Sempre a livelli altissimi la prova di Carmela Remigio ( l’anno scorso eccezionale Bolena a Bergamo) che giustamente realizza la parte nella voce di soprano, ruolo così scritto sebbene durante i primi anni della Donizetti Renaissance fosse affidato ai mezzosoprani. Attrice formidabile, capace di spiccare le parole con inaudito realismo: spesso il compositore lascia la voce da sola senza orchestra per sottolineare frasi particolarmente importanti. La capacità della Remigio sta proprio nel rendere con il massimo realismo questi punti nevralgici. Il canto è risultato elettrizzante con tempi sempre molto veloci nelle strette dove sempre lei ha acceso la miccia. La voce leggermente più scura rispetto alla Rebeka ha permesso un bel contrasto nel famoso scontro frontale.
Paolo Fanale ha dovuto affrontare una parte davvero ingrata con delle frasi veramente al calor bianco sia nei duetti con le regine sia nell’exploit finale “Iniqui tutti… Temete un Dio” una frase che crea un personaggio. Il tenore unisce al bell’aspetto una voce sufficientemente robusta, che non si schiarisce troppo nelle ampie arcate. Sono poche le cose da sistemare per essere un perfetto tenore romantico. Interessante nel terzetto le suppliche del tenore verso la regina che nella scelta registica vengono rivolte anche a Cecil vero specchio dell’anima nera di Elisabetta.
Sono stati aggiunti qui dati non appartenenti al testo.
/// Compiled, validated statements
///
/// Produced by the compiler, consumed by the planner. Operands still hold
/// unresolved placeholders; binding happens at plan time.

use crate::store::BillingMode;
use crate::{KeyAttribute, KeySchema, Value};

/// Position of a `?` in the caller's parameter sequence
#[derive(Debug, Clone, Copy, PartialEq, Eq, Hash, PartialOrd, Ord)]
pub struct PlaceholderRef(pub usize);

/// A value that is either known now or bound from parameters later
#[derive(Debug, Clone, PartialEq)]
pub enum Operand {
    Value(Value),
    Placeholder(PlaceholderRef),
    List(Vec<Operand>),
    Map(Vec<(String, Operand)>),
}

/// Convenience: a literal operand
impl From<Value> for Operand {
    fn from(v: Value) -> Self {
        Operand::Value(v)
    }
}

/// Equality on one key attribute
#[derive(Debug, Clone, PartialEq)]
pub struct KeyOperand {
    pub attribute: KeyAttribute,
    pub operand: Operand,
}

/// Equality constraints covering the full primary key
#[derive(Debug, Clone, PartialEq)]
pub struct KeyCondition {
    pub partition_key: KeyOperand,
    pub sort_key: Option<KeyOperand>,
}

/// Attributes returned by a read
#[derive(Debug, Clone, PartialEq)]
pub enum Projection {
    All,
    Attributes(Vec<String>),
}

/// How a SELECT reaches its rows
#[derive(Debug, Clone, PartialEq)]
pub enum ReadAccess {
    /// Full key given: direct lookup
    Key(KeyCondition),
    /// Only the partition key given on a table with a sort key
    Partition(KeyOperand),
    Scan,
}

#[derive(Debug, Clone, PartialEq)]
pub struct CreateTable {
    pub table: String,
    pub key_schema: KeySchema,
    pub billing_mode: BillingMode,
    pub if_not_exists: bool,
}

#[derive(Debug, Clone, PartialEq)]
pub struct DropTable {
    pub table: String,
    pub if_exists: bool,
}

#[derive(Debug, Clone, PartialEq)]
pub struct Insert {
    pub table: String,
    pub key_schema: KeySchema,
    pub attributes: Vec<(String, Operand)>,
}

#[derive(Debug, Clone, PartialEq)]
pub struct Select {
    pub table: String,
    pub projection: Projection,
    pub access: ReadAccess,
    /// Non-key equalities applied to every candidate row
    pub filter: Vec<(String, Operand)>,
}

#[derive(Debug, Clone, PartialEq)]
pub struct Update {
    pub table: String,
    pub key: KeyCondition,
    pub assignments: Vec<(String, Operand)>,
}

#[derive(Debug, Clone, PartialEq)]
pub struct Delete {
    pub table: String,
    pub key: KeyCondition,
}

/// Closed set of statement kinds
#[derive(Debug, Clone, PartialEq)]
pub enum Statement {
    CreateTable(CreateTable),
    DropTable(DropTable),
    ListTables,
    Insert(Insert),
    Select(Select),
    Update(Update),
    Delete(Delete),
}

impl Statement {
    pub fn kind(&self) -> &'static str {
        match self {
            Statement::CreateTable(_) => "CREATE TABLE",
            Statement::DropTable(_) => "DROP TABLE",
            Statement::ListTables => "LIST TABLES",
            Statement::Insert(_) => "INSERT",
            Statement::Select(_) => "SELECT",
            Statement::Update(_) => "UPDATE",
            Statement::Delete(_) => "DELETE",
        }
    }

    pub fn table(&self) -> Option<&str> {
        match self {
            Statement::CreateTable(s) => Some(&s.table),
            Statement::DropTable(s) => Some(&s.table),
            Statement::ListTables => None,
            Statement::Insert(s) => Some(&s.table),
            Statement::Select(s) => Some(&s.table),
            Statement::Update(s) => Some(&s.table),
            Statement::Delete(s) => Some(&s.table),
        }
    }

    /// Single-item writes: the only statements a transaction may queue
    pub fn is_write(&self) -> bool {
        matches!(
            self,
            Statement::Insert(_) | Statement::Update(_) | Statement::Delete(_)
        )
    }

    /// Statements that return rows
    pub fn is_read(&self) -> bool {
        matches!(self, Statement::Select(_) | Statement::ListTables)
    }
}

/// A statement together with its placeholder count
#[derive(Debug, Clone, PartialEq)]
pub struct CompiledStatement {
    pub statement: Statement,
    pub placeholder_count: usize,
}
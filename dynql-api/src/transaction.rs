/// Buffered transactions
///
/// Writes issued on a [`Transaction`] are compiled and bound immediately but
/// held locally. `commit` sends the whole queue as one `transact_write`
/// batch; `rollback` (or dropping the handle) discards it without any store
/// call.

use crate::prepared::PreparedStatement;
use crate::{Connection, ExecResult};
use dynql_core::dialect::{CompiledStatement, OperationPlanner, Plan};
use dynql_core::error::store_code;
use dynql_core::store::WriteOperation;
use dynql_core::{Error, Result, Value};
use std::sync::atomic::Ordering;
use tracing::{debug, info, warn};

#[derive(Debug, Clone, Copy, PartialEq, Eq)]
pub enum TxState {
    Open,
    Committed,
    RolledBack,
}

/// An open transaction on a [`Connection`]. At most one exists per
/// connection at a time.
pub struct Transaction<'c> {
    conn: &'c Connection,
    ops: Vec<WriteOperation>,
    state: TxState,
}

impl<'c> Transaction<'c> {
    pub(crate) fn new(conn: &'c Connection) -> Self {
        Self {
            conn,
            ops: Vec::new(),
            state: TxState::Open,
        }
    }

    pub fn state(&self) -> TxState {
        self.state
    }

    /// Number of queued writes
    pub fn len(&self) -> usize {
        self.ops.len()
    }

    pub fn is_empty(&self) -> bool {
        self.ops.is_empty()
    }

    /// Queue a write. Returns a provisional `rows_affected` of 1; nothing is
    /// sent until `commit`.
    pub fn exec(&mut self, sql: &str, params: &[Value]) -> Result<ExecResult> {
        self.ensure_open("exec")?;
        let compiled = self.conn.compile(sql)?;
        self.queue(&compiled, params)
    }

    /// Queue a write from a prepared statement
    pub fn exec_prepared(&mut self, stmt: &PreparedStatement<'_>, params: &[Value]) -> Result<ExecResult> {
        self.ensure_open("exec")?;
        self.queue(stmt.compiled(), params)
    }

    fn queue(&mut self, compiled: &CompiledStatement, params: &[Value]) -> Result<ExecResult> {
        if !compiled.statement.is_write() {
            return Err(Error::Validation(format!(
                "only INSERT, UPDATE and DELETE can run inside a transaction, got {}",
                compiled.statement.kind()
            )));
        }

        let op = match OperationPlanner::plan(compiled, params)? {
            Plan::Write(op) => op,
            other => {
                return Err(Error::Internal(format!(
                    "write statement planned as {}",
                    other.kind()
                )))
            }
        };

        let limit = self.conn.config.max_transaction_items;
        if self.ops.len() >= limit {
            return Err(Error::Validation(format!(
                "transaction cannot hold more than {} operations",
                limit
            )));
        }
        if self
            .ops
            .iter()
            .any(|queued| queued.table() == op.table() && queued.key() == op.key())
        {
            return Err(Error::Validation(format!(
                "item {} in table {} is already written by this transaction",
                op.key(),
                op.table()
            )));
        }

        debug!(kind = op.kind(), table = op.table(), queued = self.ops.len() + 1, "Queued write");
        self.ops.push(op);
        Ok(ExecResult::new(1))
    }

    /// Apply every queued write atomically
    pub fn commit(&mut self) -> Result<()> {
        self.ensure_open("commit")?;

        if self.ops.is_empty() {
            self.finish(TxState::Committed);
            info!(operations = 0, "Committed empty transaction");
            return Ok(());
        }

        let count = self.ops.len();
        match self.conn.store.transact_write(self.ops.clone()) {
            Ok(()) => {
                self.finish(TxState::Committed);
                info!(operations = count, "Committed transaction");
                Ok(())
            }
            // Cancellation leaves the transaction open with its queue intact
            Err(e @ Error::Cancelled(_)) => {
                warn!(operations = count, error = %e, "Commit cancelled, transaction still open");
                Err(e)
            }
            Err(e) => {
                self.finish(TxState::RolledBack);
                warn!(operations = count, error = %e, "Commit failed");
                Err(match e {
                    Error::Store { code, message } if code == store_code::TRANSACTION_CANCELED => {
                        Error::Transaction(message)
                    }
                    Error::Store { code, message } => {
                        Error::Transaction(format!("[{}] {}", code, message))
                    }
                    other => Error::Transaction(other.to_string()),
                })
            }
        }
    }

    /// Discard every queued write
    pub fn rollback(&mut self) -> Result<()> {
        self.ensure_open("rollback")?;
        let count = self.ops.len();
        self.finish(TxState::RolledBack);
        info!(operations = count, "Rolled back transaction");
        Ok(())
    }

    fn ensure_open(&self, action: &str) -> Result<()> {
        match self.state {
            TxState::Open => Ok(()),
            TxState::Committed => Err(Error::TransactionState(format!(
                "cannot {}: transaction already committed",
                action
            ))),
            TxState::RolledBack => Err(Error::TransactionState(format!(
                "cannot {}: transaction already rolled back",
                action
            ))),
        }
    }

    fn finish(&mut self, state: TxState) {
        self.ops.clear();
        self.state = state;
        self.conn.tx_open.store(false, Ordering::Release);
    }
}

impl Drop for Transaction<'_> {
    fn drop(&mut self) {
        if self.state == TxState::Open {
            warn!(operations = self.ops.len(), "Open transaction dropped, discarding queued writes");
            self.finish(TxState::RolledBack);
        }
    }
}
/// Key schema cache backed by `describe_table`
///
/// The compiler needs each table's key layout to validate point writes. The
/// cache is filled on first use, registered directly by CREATE TABLE, and
/// evicted by DROP TABLE on this connection.

use dynql_core::dialect::Catalog;
use dynql_core::{KeySchema, Result, StoreClient};
use parking_lot::RwLock;
use std::collections::HashMap;
use std::sync::Arc;
use tracing::debug;

pub(crate) struct SchemaCache {
    store: Arc<dyn StoreClient>,
    schemas: RwLock<HashMap<String, KeySchema>>,
}

impl SchemaCache {
    pub(crate) fn new(store: Arc<dyn StoreClient>) -> Self {
        Self {
            store,
            schemas: RwLock::new(HashMap::new()),
        }
    }

    pub(crate) fn register(&self, table: &str, schema: KeySchema) {
        self.schemas.write().insert(table.to_string(), schema);
    }

    pub(crate) fn evict(&self, table: &str) {
        self.schemas.write().remove(table);
    }

    #[cfg(test)]
    pub(crate) fn is_cached(&self, table: &str) -> bool {
        self.schemas.read().contains_key(table)
    }
}

impl Catalog for SchemaCache {
    fn key_schema(&self, table: &str) -> Result<KeySchema> {
        if let Some(schema) = self.schemas.read().get(table) {
            return Ok(schema.clone());
        }

        let description = self.store.describe_table(table)?;
        debug!(table, "Cached key schema");
        self.register(table, description.key_schema.clone());
        Ok(description.key_schema)
    }
}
Ottima la prova di Alessandro Luongo un Cecil cattivissimo, uno Jago ante litteram capace anche con la sola presenza di spaventare i malcapitati. Voce piena e rotonda sempre piacevolissima all’ascolto. Nel duetto-terzetto che apre il secondo atto Luongo si impone per l’autorevolezza nell’esecuzione e la completa stretta gli consegna le note mancanti per realizzare un personaggio diabolico a tutto tondo.
Il coro ha due momenti principali, quello di apertura con un brano molto brioso poi trasferito in parte nella seconda scena de La favorite; importantissimo il coro prima del supplizio presente anche in Otto mesi in due ore che crea la giusta atmosfera lugubre e oppressiva. Roberto Gabbiani ha fatto un lavoro pregevole esaltando le masse corali in questo sublime pezzo che prosegue intensamente nella preghiera dalla complessa coda finale che difficilmente ho ascoltato con così sicura intonazione.
Regia shakespeariana con pochissimi elementi ma significativi, luci radenti e costumi splendidi sono le caratteristiche di questo spettacolo solo da elogiare: un lavoro sapiente da parte di Andrea De Rosa che ha lavorato duramente sul libretto per estrapolare ogni minimo dettaglio verbale e scenico.
Prossime recite il primo e 4 Aprile.